Thought I would share a recent micro-optimization I found for Android development (targeting Dalvik VM, not native). While trying to optimize some drawing code I noticed that Dalvik uses 32bit registers and thus register pairs (i.e. two registers per) for storage of 64bit data types like the scalar 'long'. Feeling that there might be a performance impact for having to access two registers, I decided to do some benchtesting with the following code:
public void run() {
int intCounter = 0;
int i;
long longCounter = 0;
long ii;
long elapseTime;
long startTime;
startTime = SystemClock.uptimeMillis();
for (int counter = 0; counter < 100; counter++) {
for (i = 0; i < 100000; i++) {
intCounter += i;
}
intCounter += counter;
}
elapseTime = SystemClock.uptimeMillis() - startTime;
Log.d("IntLongTest", "Integer Ending Value - " + intCounter + " / Total Time - " + elapseTime);
startTime = SystemClock.uptimeMillis();
for (long counter = 0; counter < 100; counter++) {
for (ii = 0; ii < 100000; ii++) {
longCounter += ii;
}
longCounter += counter;
}
elapseTime = SystemClock.uptimeMillis() - startTime;
Log.d("IntLongTest", "Long Ending Value - " + longCounter + " / Total Time - " + elapseTime);
}
I came up with the following results:
09-14 23:11:18.567: D/IntLongTest(9491): Integer Ending Value - 1778798614 / Total Time - 123
09-14 23:11:18.728: D/IntLongTest(9491): Long Ending Value - 499995004950 / Total Time - 159
09-14 23:11:27.016: D/IntLongTest(9491): Integer Ending Value - 1778798614 / Total Time - 81
09-14 23:11:27.197: D/IntLongTest(9491): Long Ending Value - 499995004950 / Total Time - 175
09-14 23:11:34.044: D/IntLongTest(9491): Integer Ending Value - 1778798614 / Total Time - 33
09-14 23:11:34.214: D/IntLongTest(9491): Long Ending Value - 499995004950 / Total Time - 163
09-14 23:11:42.653: D/IntLongTest(9491): Integer Ending Value - 1778798614 / Total Time - 39
09-14 23:11:42.843: D/IntLongTest(9491): Long Ending Value - 499995004950 / Total Time - 193
The average execution time for integers is 68.75ms while the average execution time for longs is 172.5. Which means that longs are roughly 2.5 times slower than integers on my Galaxy S3 in this test. I do acknowledge it would be fairly unlikely that this would be a sole reason for poor performance in your code, but I thought it might be an interesting little tidbit :)

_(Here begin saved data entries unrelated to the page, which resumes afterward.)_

use crate::config::Ocr;
use async_trait::async_trait;
use base64::Engine as _;
use base64::engine::general_purpose::STANDARD;
use serde::{Deserialize, Serialize};
use serde_json::json;
use std::time::Duration;
use thiserror::Error;
use tracing::debug;

#[derive(Debug, Error)]
pub enum OcrError {
    #[error("OCR request failed: {0}")]
    Http(#[from] reqwest::Error),
    #[error("OCR API returned {status}: {body}")]
    Api { status: u16, body: String },
    #[error("OCR API key not set: environment variable {0} is empty or missing")]
    MissingApiKey(String),
}

#[derive(Debug, Clone, Default, PartialEq, Serialize, Deserialize)]
pub struct OcrResponse {
    #[serde(default)]
    pub pages: Vec<OcrPage>,
}

#[derive(Debug, Clone, Default, PartialEq, Serialize, Deserialize)]
pub struct OcrPage {
    #[serde(default)]
    pub index: Option<u32>,
    #[serde(default)]
    pub markdown: String,
}

impl OcrResponse {
    /// Convenience for a one-page answer.
    pub fn from_markdown(markdown: impl Into<String>) -> Self {
        Self {
            pages: vec![OcrPage {
                index: Some(0),
                markdown: markdown.into(),
            }],
        }
    }
}

/// Remote OCR for one JPEG page image. Implementations must be cheap to
/// share: one instance serves every page of every document.
#[async_trait]
pub trait OcrClient: Send + Sync {
    async fn ocr(&self, jpeg: &[u8]) -> Result<OcrResponse, OcrError>;
}

/// Client for Mistral's `/v1/ocr` endpoint.
pub struct MistralOcrClient {
    client: reqwest::Client,
    api_base: String,
    api_key: String,
    model: String,
}

impl MistralOcrClient {
    pub fn new(api_base: String, api_key: String, model: String, timeout: Duration) -> Result<Self, OcrError> {
        let client = reqwest::Client::builder().timeout(timeout).build()?;
        Ok(Self {
            client,
            api_base: api_base.trim_end_matches('/').to_string(),
            api_key,
            model,
        })
    }

    /// Reads the key from the environment variable named in the config.
    pub fn from_config(cfg: &Ocr) -> Result<Self, OcrError> {
        let api_key = std::env::var(&cfg.api_key_env)
            .ok()
            .filter(|v| !v.trim().is_empty())
            .ok_or_else(|| OcrError::MissingApiKey(cfg.api_key_env.clone()))?;
        Self::new(
            cfg.api_base.clone(),
            api_key,
            cfg.model.clone(),
            cfg.api_timeout(),
        )
    }
}

#[async_trait]
impl OcrClient for MistralOcrClient {
    async fn ocr(&self, jpeg: &[u8]) -> Result<OcrResponse, OcrError> {
        let url = format!("{}/v1/ocr", self.api_base);
        let body = json!({
            "model": self.model,
            "document": {
                "type": "image_url",
                "image_url": format!("data:image/jpeg;base64,{}", STANDARD.encode(jpeg)),
            },
            "include_image_base64": false,
        });

        debug!("OCR request to {} ({} image bytes)", url, jpeg.len());

        let response = self
            .client
            .post(&url)
            .bearer_auth(&self.api_key)
            .json(&body)
            .send()
            .await?;

        let status = response.status();
        if !status.is_success() {
            let body = response.text().await.unwrap_or_default();
            return Err(OcrError::Api {
                status: status.as_u16(),
                body,
            });
        }

        Ok(response.json::<OcrResponse>().await?)
    }
}
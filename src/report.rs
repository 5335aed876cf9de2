use crate::{
    chunking::Chunk,
    document::{Document, DocumentMetadata},
    engine::{ExtractionMethod, Table},
    error::ProcessError,
    util::now_rfc3339,
};
use serde::{Deserialize, Serialize};
use std::collections::BTreeMap;
use std::fmt::Write as _;

/// Summary of one batch run, written next to the processed documents.
#[derive(Debug, Clone, Default, Serialize, Deserialize)]
pub struct BatchReport {
    pub started: String,
    pub finished: Option<String>,
    pub documents_attempted: usize,
    pub documents_processed: usize,
    pub method_counts: BTreeMap<ExtractionMethod, usize>,
    pub documents: Vec<DocumentReport>,
    pub failures: Vec<FailureReport>,
}

#[derive(Debug, Clone, Serialize, Deserialize)]
pub struct DocumentReport {
    pub source: String,
    pub extraction_method: ExtractionMethod,
    pub words: usize,
    pub tables: usize,
    pub sections: Vec<String>,
    pub chunks: usize,
    pub processing_time_seconds: f64,
}

#[derive(Debug, Clone, Serialize, Deserialize)]
pub struct FailureReport {
    pub path: String,
    pub kind: String,
    pub reason: String,
}

impl BatchReport {
    pub fn start() -> Self {
        Self {
            started: now_rfc3339(),
            ..Default::default()
        }
    }

    pub fn record_success(&mut self, doc: &Document) {
        self.documents_attempted += 1;
        self.documents_processed += 1;
        *self
            .method_counts
            .entry(doc.metadata.extraction_method)
            .or_default() += 1;
        self.documents.push(DocumentReport {
            source: doc.metadata.source.clone(),
            extraction_method: doc.metadata.extraction_method,
            words: doc.word_count(),
            tables: doc.tables.len(),
            sections: doc.extracted_sections.keys().cloned().collect(),
            chunks: doc.chunks.len(),
            processing_time_seconds: doc.metadata.processing_time_seconds,
        });
    }

    pub fn record_failure(&mut self, path: &str, err: &ProcessError) {
        self.documents_attempted += 1;
        self.failures.push(FailureReport {
            path: path.to_string(),
            kind: err.kind().to_string(),
            reason: err.to_string(),
        });
    }

    pub fn finish(&mut self) {
        self.finished = Some(now_rfc3339());
    }

    pub fn total_chunks(&self) -> usize {
        self.documents.iter().map(|d| d.chunks).sum()
    }

    /// Human-readable digest printed at the end of `batch`.
    pub fn render_summary(&self) -> String {
        let mut out = String::new();
        let _ = writeln!(
            out,
            "Processed {}/{} documents ({} failed, {} chunks)",
            self.documents_processed,
            self.documents_attempted,
            self.failures.len(),
            self.total_chunks()
        );
        if !self.method_counts.is_empty() {
            let _ = writeln!(out, "Extraction methods:");
            for (method, count) in &self.method_counts {
                let _ = writeln!(out, "  {method}: {count}");
            }
        }
        for doc in &self.documents {
            let sections = if doc.sections.is_empty() {
                "none".to_string()
            } else {
                doc.sections.join(", ")
            };
            let _ = writeln!(
                out,
                "  {} [{}] words={} tables={} chunks={} sections={}",
                doc.source, doc.extraction_method, doc.words, doc.tables, doc.chunks, sections
            );
        }
        if !self.failures.is_empty() {
            let _ = writeln!(out, "Failures:");
            for failure in &self.failures {
                let _ = writeln!(out, "  {}: {}", failure.path, failure.reason);
            }
        }
        out
    }
}

/// On-disk shape of a processed document in the batch output file.
#[derive(Debug, Clone, Serialize, Deserialize)]
pub struct SavedDocument {
    pub file_path: String,
    pub cleaned_text: String,
    pub extracted_sections: BTreeMap<String, String>,
    pub tables: Vec<Table>,
    pub metadata: DocumentMetadata,
    pub chunks: Vec<Chunk>,
}

impl From<&Document> for SavedDocument {
    fn from(doc: &Document) -> Self {
        Self {
            file_path: doc.source_path.clone(),
            cleaned_text: doc.cleaned_text.clone(),
            extracted_sections: doc.extracted_sections.clone(),
            tables: doc.tables.clone(),
            metadata: doc.metadata.clone(),
            chunks: doc.chunks.clone(),
        }
    }
}
//! Pipe-table recovery from OCR markdown.
//!
//! This is a line heuristic: cells that contain `|` themselves, or tables
//! that continue across a page break, come out split.

use crate::engine::Table;

const DELIMITER: char = '|';

pub fn tables_from_markdown(markdown: &str) -> Vec<Table> {
    let mut tables = Vec::new();
    let mut current: Table = Vec::new();
    let mut in_table = false;

    for raw in markdown.lines() {
        let line = raw.trim();
        if !is_candidate_row(line) {
            if in_table && !current.is_empty() {
                tables.push(std::mem::take(&mut current));
            }
            in_table = false;
            continue;
        }

        in_table = true;
        let cells = split_row(line);
        if is_separator(&cells) {
            continue;
        }
        current.push(cells.into_iter().map(|c| Some(c.to_string())).collect());
    }

    if in_table && !current.is_empty() {
        tables.push(current);
    }
    tables
}

fn is_candidate_row(line: &str) -> bool {
    line.contains(DELIMITER) && !line.starts_with('#')
}

/// Cells of one row, trimmed, without the empty edge cells produced by a
/// leading or trailing delimiter.
fn split_row(line: &str) -> Vec<&str> {
    let mut cells: Vec<&str> = line.split(DELIMITER).map(str::trim).collect();
    if cells.first().is_some_and(|c| c.is_empty()) {
        cells.remove(0);
    }
    if cells.last().is_some_and(|c| c.is_empty()) {
        cells.pop();
    }
    cells
}

fn is_separator(cells: &[&str]) -> bool {
    cells
        .iter()
        .all(|c| c.chars().all(|ch| matches!(ch, '-' | ':' | ' ')))
}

This did help me improve draw performance by roughly 10% because I was using longs to track animation frame dwell times for each individual sprite on the screen (I was benchtesting with 10,000 sprites).
Side note, you will notice the integer value is different from the long value which I believe is due to 'roll over' since the loop would take the integer variable past its maximum value.
If anybody else sees a different explanation I would love to hear it. This is just an idle observation, I have not ripped open the dex to see if the bytecode is acting different than expected or if the JIT is helping integers out somehow.